EXERCISE ->
Among the entries below, how many lines hold the word "parent"? Reply with the number only.
⁂
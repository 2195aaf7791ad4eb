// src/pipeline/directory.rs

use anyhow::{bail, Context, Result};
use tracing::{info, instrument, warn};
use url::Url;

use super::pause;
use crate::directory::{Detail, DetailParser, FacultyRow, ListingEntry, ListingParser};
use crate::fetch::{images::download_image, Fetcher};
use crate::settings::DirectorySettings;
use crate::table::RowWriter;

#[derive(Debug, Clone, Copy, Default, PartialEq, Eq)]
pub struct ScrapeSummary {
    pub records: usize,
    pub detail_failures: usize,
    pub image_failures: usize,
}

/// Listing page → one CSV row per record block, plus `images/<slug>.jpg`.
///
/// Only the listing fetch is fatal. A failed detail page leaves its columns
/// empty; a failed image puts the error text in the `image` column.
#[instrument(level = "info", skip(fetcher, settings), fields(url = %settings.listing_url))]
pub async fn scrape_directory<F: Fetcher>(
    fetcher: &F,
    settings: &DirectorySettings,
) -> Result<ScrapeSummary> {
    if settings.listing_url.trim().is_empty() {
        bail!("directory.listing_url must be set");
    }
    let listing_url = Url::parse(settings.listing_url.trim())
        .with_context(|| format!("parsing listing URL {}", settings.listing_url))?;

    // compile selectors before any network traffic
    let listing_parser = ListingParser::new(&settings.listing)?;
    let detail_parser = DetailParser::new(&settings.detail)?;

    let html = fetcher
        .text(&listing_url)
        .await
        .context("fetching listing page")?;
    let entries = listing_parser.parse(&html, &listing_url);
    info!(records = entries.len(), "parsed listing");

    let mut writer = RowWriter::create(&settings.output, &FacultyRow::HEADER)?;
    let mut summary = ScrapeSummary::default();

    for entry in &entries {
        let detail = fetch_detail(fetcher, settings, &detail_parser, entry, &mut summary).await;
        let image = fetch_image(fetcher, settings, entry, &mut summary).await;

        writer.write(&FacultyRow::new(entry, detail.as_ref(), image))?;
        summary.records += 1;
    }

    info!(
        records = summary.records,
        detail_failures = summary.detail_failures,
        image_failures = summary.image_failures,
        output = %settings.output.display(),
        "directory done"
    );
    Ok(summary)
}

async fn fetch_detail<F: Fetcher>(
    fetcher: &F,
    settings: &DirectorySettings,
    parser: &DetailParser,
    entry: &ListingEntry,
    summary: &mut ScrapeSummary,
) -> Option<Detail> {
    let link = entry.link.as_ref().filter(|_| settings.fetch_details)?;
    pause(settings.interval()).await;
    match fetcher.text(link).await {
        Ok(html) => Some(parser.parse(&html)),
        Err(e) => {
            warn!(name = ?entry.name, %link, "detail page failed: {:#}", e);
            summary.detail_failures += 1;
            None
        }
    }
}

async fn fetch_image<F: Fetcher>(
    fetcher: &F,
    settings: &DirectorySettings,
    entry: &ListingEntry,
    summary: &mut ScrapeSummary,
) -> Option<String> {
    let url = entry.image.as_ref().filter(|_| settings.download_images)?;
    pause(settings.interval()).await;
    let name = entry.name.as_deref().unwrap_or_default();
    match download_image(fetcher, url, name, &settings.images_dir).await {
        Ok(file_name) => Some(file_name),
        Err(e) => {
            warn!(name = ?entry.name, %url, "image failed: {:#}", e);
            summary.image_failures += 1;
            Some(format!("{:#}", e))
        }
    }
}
⁂
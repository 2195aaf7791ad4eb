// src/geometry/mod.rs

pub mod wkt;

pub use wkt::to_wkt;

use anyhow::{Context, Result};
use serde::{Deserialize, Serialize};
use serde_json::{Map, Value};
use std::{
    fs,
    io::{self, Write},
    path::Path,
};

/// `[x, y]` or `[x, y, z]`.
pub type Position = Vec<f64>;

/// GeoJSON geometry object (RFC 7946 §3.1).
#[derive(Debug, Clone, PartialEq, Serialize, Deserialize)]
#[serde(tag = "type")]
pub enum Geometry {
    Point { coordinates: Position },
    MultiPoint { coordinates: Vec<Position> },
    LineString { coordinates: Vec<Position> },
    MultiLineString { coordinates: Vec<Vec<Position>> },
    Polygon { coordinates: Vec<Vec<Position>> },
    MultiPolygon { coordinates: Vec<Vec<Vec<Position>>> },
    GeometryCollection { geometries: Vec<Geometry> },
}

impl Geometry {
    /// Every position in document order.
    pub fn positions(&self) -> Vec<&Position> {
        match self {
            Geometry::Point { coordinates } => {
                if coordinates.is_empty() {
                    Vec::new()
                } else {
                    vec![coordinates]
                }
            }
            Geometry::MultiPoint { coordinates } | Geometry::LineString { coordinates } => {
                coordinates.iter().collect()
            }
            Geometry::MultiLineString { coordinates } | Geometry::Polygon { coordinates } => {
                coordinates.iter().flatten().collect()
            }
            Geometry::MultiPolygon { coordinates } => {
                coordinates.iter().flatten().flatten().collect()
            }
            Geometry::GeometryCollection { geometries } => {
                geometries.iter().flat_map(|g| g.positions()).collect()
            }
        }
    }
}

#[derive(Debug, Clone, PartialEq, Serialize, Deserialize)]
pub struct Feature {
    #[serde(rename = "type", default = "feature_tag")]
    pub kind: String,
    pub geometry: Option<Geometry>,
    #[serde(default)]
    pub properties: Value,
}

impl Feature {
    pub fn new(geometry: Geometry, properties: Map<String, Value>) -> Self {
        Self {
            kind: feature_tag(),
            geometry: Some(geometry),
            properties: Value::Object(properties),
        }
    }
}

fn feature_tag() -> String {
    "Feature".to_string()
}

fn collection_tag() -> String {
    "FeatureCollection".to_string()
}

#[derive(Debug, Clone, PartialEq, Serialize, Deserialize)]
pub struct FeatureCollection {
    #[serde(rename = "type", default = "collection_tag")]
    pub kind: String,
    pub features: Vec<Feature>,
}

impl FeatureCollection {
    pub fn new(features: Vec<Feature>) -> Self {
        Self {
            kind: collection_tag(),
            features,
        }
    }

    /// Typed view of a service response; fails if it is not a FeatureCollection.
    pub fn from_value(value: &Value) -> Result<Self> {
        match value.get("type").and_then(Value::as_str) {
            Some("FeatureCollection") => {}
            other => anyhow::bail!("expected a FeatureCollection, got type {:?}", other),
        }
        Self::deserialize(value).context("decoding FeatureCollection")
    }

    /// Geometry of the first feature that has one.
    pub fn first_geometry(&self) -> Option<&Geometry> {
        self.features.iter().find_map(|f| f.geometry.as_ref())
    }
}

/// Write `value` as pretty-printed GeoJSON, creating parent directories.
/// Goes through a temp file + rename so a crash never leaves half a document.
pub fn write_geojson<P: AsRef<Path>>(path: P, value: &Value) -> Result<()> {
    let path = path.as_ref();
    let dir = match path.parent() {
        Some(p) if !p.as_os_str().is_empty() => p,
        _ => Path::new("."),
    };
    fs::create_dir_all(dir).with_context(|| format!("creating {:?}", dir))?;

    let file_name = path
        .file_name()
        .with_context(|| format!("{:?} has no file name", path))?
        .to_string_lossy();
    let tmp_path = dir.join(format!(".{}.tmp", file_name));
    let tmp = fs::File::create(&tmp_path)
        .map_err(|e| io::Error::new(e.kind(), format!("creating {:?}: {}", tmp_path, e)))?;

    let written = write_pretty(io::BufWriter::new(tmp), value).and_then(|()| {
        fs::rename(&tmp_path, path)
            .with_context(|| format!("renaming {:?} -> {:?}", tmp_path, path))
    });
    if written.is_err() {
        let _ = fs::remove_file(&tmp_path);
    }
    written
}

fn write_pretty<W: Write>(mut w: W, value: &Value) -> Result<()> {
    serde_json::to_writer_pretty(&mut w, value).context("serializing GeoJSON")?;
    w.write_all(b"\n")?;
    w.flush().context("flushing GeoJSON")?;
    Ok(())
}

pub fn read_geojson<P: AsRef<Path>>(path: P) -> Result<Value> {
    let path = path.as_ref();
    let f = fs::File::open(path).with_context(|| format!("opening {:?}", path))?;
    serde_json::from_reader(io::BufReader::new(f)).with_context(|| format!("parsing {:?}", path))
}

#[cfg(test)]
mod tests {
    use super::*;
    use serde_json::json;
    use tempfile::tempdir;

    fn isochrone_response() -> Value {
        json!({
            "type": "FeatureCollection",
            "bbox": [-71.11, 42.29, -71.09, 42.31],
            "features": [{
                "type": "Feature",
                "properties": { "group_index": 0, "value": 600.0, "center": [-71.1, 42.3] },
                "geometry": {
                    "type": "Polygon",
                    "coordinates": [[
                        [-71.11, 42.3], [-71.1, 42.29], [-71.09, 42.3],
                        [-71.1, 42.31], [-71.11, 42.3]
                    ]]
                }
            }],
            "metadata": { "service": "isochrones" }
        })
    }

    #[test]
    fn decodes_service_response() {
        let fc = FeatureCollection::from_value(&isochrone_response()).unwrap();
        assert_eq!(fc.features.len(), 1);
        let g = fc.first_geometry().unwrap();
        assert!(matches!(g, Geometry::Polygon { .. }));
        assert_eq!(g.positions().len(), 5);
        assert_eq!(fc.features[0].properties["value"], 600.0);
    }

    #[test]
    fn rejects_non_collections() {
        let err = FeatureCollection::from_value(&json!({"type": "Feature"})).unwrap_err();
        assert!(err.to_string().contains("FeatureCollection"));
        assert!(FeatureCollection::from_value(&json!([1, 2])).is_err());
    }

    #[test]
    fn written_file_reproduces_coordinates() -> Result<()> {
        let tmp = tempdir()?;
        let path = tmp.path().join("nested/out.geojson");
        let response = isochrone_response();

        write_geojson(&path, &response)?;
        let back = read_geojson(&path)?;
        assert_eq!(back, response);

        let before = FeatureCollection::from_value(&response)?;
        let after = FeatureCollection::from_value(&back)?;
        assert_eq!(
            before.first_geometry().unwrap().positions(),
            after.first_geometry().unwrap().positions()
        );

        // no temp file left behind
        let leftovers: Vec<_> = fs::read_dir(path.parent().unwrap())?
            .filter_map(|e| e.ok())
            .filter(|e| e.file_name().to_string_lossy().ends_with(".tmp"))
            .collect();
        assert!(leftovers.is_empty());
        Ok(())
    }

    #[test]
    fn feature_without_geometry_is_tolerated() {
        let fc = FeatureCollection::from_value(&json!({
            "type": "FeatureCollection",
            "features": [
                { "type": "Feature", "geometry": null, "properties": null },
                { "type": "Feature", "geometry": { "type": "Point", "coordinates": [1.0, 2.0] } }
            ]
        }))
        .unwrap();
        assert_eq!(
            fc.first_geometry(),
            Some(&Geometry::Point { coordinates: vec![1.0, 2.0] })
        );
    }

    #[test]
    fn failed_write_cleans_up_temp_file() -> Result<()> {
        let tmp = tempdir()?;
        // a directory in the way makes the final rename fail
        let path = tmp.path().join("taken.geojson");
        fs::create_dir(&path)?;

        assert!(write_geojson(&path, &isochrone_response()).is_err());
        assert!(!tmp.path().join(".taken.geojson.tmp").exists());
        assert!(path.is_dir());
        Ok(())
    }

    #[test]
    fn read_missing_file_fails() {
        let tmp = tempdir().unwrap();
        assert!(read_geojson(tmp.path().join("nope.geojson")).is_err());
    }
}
⁂
EXPECTED ANSWER ->
3